The Old Fire Station is the perfect setting for the work of exciting young artist Dar Al Naim Mubarak Carmona, as  SARAH MAYHEW discovers

The Gallery at the Old Fire Station in Oxford was established by Oxford City Council and, with Crisis Skylight Oxford, works to help homeless and vulnerably housed people.

But if being a charity and social enterprise weren’t enough, it is also an exciting new venue for exciting new art.

Indeed, a perfect setting for the novel work of young artist Dar Al Naim Mubarak Carmona.

The Old Fire Station combines a gallery, a theatre, a studio and an art shop. And it’s all about change and breaking patterns. It’s from the local community to the local community. And so is Mubarak’s fusion art. No wonder Emily Alexander, gallery manager at the Old Fire Station, is so excited about her.

“Mubarak was one of the stand-out artists at last year’s Oxford Brookes Degree show,” she said. “I couldn’t wait to invite her to exhibit at the Old Fire Station. Mubarak is one of those special artists, one that doesn’t come along very often, one to watch.”

Mubarak’s first ever solo show in the UK, Impulse opens next Wednesday, and visitors will be welcome to explore her creations until Saturday, September 8, free of charge.

In Impulse Mubarak fuses western messages with African style. She creates new patterns, a new visual language. And this language is heralded as the new global language of art. A language that leaves the artist to be seen as a real human being, while also allowing her to reach out to everyone. Alexander is confident when it comes to Mubarak: an impulsive artist. You can feel her creations fizzing on the picture plane.

Dar Al Naim Mubarak Carmona graduated from Oxford Brookes University in 2012. She wants to approach and communicate with new audiences, and wants those audiences to get bigger and bigger. She says she can’t stop her impulsive need to create. Behind her studio practice, there is a grand yet personal ideal. “With a range of concepts, expressed imaginatively through traditional and contemporary art processes, the viewer will experience scale, colour, pattern, culture, detail and, most importantly, understand the identity of the artist.”
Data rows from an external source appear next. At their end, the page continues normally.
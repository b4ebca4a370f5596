use chrono::{DateTime, NaiveDate, NaiveTime, Utc};
use rand::seq::IndexedRandom;
use rand::{Rng, RngCore};

use recordsmith_core::{FieldConstraints, FieldDescriptor, FieldKind, FieldValue};

use crate::config::GeneratorConfig;

const ALPHABET: &[u8; 26] = b"abcdefghijklmnopqrstuvwxyz";
const EMAIL_LOCAL_LEN: usize = 5;
const MAX_INTEGER_DIGITS: u32 = 18;
const MAX_DECIMAL_DIGITS: u32 = 15;
const MAX_SCALE: u32 = 9;
const PERCENT_MAX: f64 = 100.0;

/// Settings the synthesizer reads from the engine configuration.
#[derive(Debug, Clone, PartialEq, Eq)]
pub struct SynthesisSettings {
    pub email_domain: String,
}

impl Default for SynthesisSettings {
    fn default() -> Self {
        Self::from(&GeneratorConfig::default())
    }
}

impl From<&GeneratorConfig> for SynthesisSettings {
    fn from(config: &GeneratorConfig) -> Self {
        Self {
            email_domain: config.email_domain.clone(),
        }
    }
}

/// Synthesize a value for a field descriptor.
pub fn synthesize_field(
    field: &FieldDescriptor,
    literal: Option<&str>,
    settings: &SynthesisSettings,
    rng: &mut dyn RngCore,
) -> FieldValue {
    synthesize(
        field.kind,
        &field.constraints,
        &field.choices,
        literal,
        settings,
        rng,
    )
}

/// Produce a value for the given classification.
///
/// A literal is honoured instead of a random value. Relationship, identifier
/// and unknown kinds produce [`FieldValue::Null`]; relationships are resolved
/// by the engine and identifiers are assigned on insert.
pub fn synthesize(
    kind: FieldKind,
    constraints: &FieldConstraints,
    choices: &[String],
    literal: Option<&str>,
    settings: &SynthesisSettings,
    rng: &mut dyn RngCore,
) -> FieldValue {
    if let Some(literal) = literal {
        return coerce_literal(kind, literal);
    }

    match kind {
        FieldKind::Boolean => FieldValue::Bool(rng.random_bool(0.5)),
        FieldKind::Integer => random_integer(constraints, rng),
        FieldKind::Decimal | FieldKind::Currency => random_decimal(constraints, rng),
        FieldKind::Percent => random_percent(constraints, rng),
        FieldKind::Date => FieldValue::Date(Utc::now().date_naive()),
        FieldKind::Datetime => FieldValue::DateTime(Utc::now()),
        FieldKind::Time => FieldValue::Time(fixed_time()),
        FieldKind::ShortText | FieldKind::LongText | FieldKind::MaskedText => {
            FieldValue::Text(random_letters(constraints.length as usize, rng))
        }
        FieldKind::Email => FieldValue::Text(random_email(&settings.email_domain, rng)),
        FieldKind::Phone => FieldValue::Text(random_phone(rng)),
        FieldKind::Url => FieldValue::Text(fixed_url(&settings.email_domain)),
        FieldKind::SingleSelect | FieldKind::MultiSelect => pick_choice(choices, rng),
        FieldKind::Relationship | FieldKind::Identifier | FieldKind::Unknown => FieldValue::Null,
    }
}

/// Convert a caller literal into the field's natural value type.
///
/// Literals that do not parse for the field's kind are kept as text.
pub fn coerce_literal(kind: FieldKind, literal: &str) -> FieldValue {
    let parsed = match kind {
        FieldKind::Boolean => match literal.to_ascii_lowercase().as_str() {
            "true" => Some(FieldValue::Bool(true)),
            "false" => Some(FieldValue::Bool(false)),
            _ => None,
        },
        FieldKind::Integer => literal.trim().parse().ok().map(FieldValue::Int),
        FieldKind::Decimal | FieldKind::Currency | FieldKind::Percent => {
            literal
                .trim()
                .parse()
                .ok()
                .filter(|value: &f64| value.is_finite())
                .map(FieldValue::Decimal)
        }
        FieldKind::Date => NaiveDate::parse_from_str(literal.trim(), "%Y-%m-%d")
            .ok()
            .map(FieldValue::Date),
        FieldKind::Datetime => DateTime::parse_from_rfc3339(literal.trim())
            .ok()
            .map(|value| FieldValue::DateTime(value.with_timezone(&Utc))),
        FieldKind::Time => NaiveTime::parse_from_str(literal.trim(), "%H:%M:%S")
            .or_else(|_| NaiveTime::parse_from_str(literal.trim(), "%H:%M"))
            .ok()
            .map(FieldValue::Time),
        FieldKind::Relationship | FieldKind::Identifier => Some(FieldValue::Id(literal.to_string())),
        _ => None,
    };

    parsed.unwrap_or_else(|| FieldValue::Text(literal.to_string()))
}

fn random_integer(constraints: &FieldConstraints, rng: &mut dyn RngCore) -> FieldValue {
    let digits = constraints.digits.clamp(1, MAX_INTEGER_DIGITS);
    let upper = 10_i64.pow(digits);
    FieldValue::Int(rng.random_range(0..upper))
}

fn random_decimal(constraints: &FieldConstraints, rng: &mut dyn RngCore) -> FieldValue {
    let digits = constraints.integer_digits().min(MAX_DECIMAL_DIGITS);
    let upper = 10_i64.pow(digits);
    let whole = rng.random_range(0..upper) as f64;
    let fraction = truncate_to_scale(rng.random::<f64>(), constraints.scale);
    FieldValue::Decimal(whole + fraction)
}

fn random_percent(constraints: &FieldConstraints, rng: &mut dyn RngCore) -> FieldValue {
    let value = rng.random_range(0.0..PERCENT_MAX);
    FieldValue::Decimal(truncate_to_scale(value, constraints.scale))
}

// Truncation keeps the value below the bound it was sampled under.
fn truncate_to_scale(value: f64, scale: u32) -> f64 {
    let factor = 10_f64.powi(scale.min(MAX_SCALE) as i32);
    (value * factor).floor() / factor
}

fn random_letters(len: usize, rng: &mut dyn RngCore) -> String {
    (0..len)
        .map(|_| ALPHABET[rng.random_range(0..ALPHABET.len())] as char)
        .collect()
}

fn random_email(domain: &str, rng: &mut dyn RngCore) -> String {
    let user = random_letters(EMAIL_LOCAL_LEN, rng);
    format!("{user}@{domain}")
}

fn random_phone(rng: &mut dyn RngCore) -> String {
    let area = rng.random_range(0..1000);
    let exchange = rng.random_range(0..1000);
    let line = rng.random_range(0..10000);
    format!("{area:03}-{exchange:03}-{line:04}")
}

fn fixed_url(domain: &str) -> String {
    format!("https://www.{domain}")
}

fn fixed_time() -> NaiveTime {
    NaiveTime::from_hms_opt(12, 0, 0).unwrap_or(NaiveTime::MIN)
}

fn pick_choice(choices: &[String], rng: &mut dyn RngCore) -> FieldValue {
    choices
        .choose(rng)
        .map(|choice| FieldValue::Text(choice.clone()))
        .unwrap_or(FieldValue::Null)
}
This is an energetic, fiery and eternally optimistic start to an exciting new career. Impulse features paintings, collagraphs, drawings, illustrations and beading work.

Mubarak wants to use this range of artistic expression to offer her viewers an insight into the processes and techniques that form part of her cultural heritage. This makes the exhibition dynamic, and leaves the composition to come to life in front of the viewer’s eyes...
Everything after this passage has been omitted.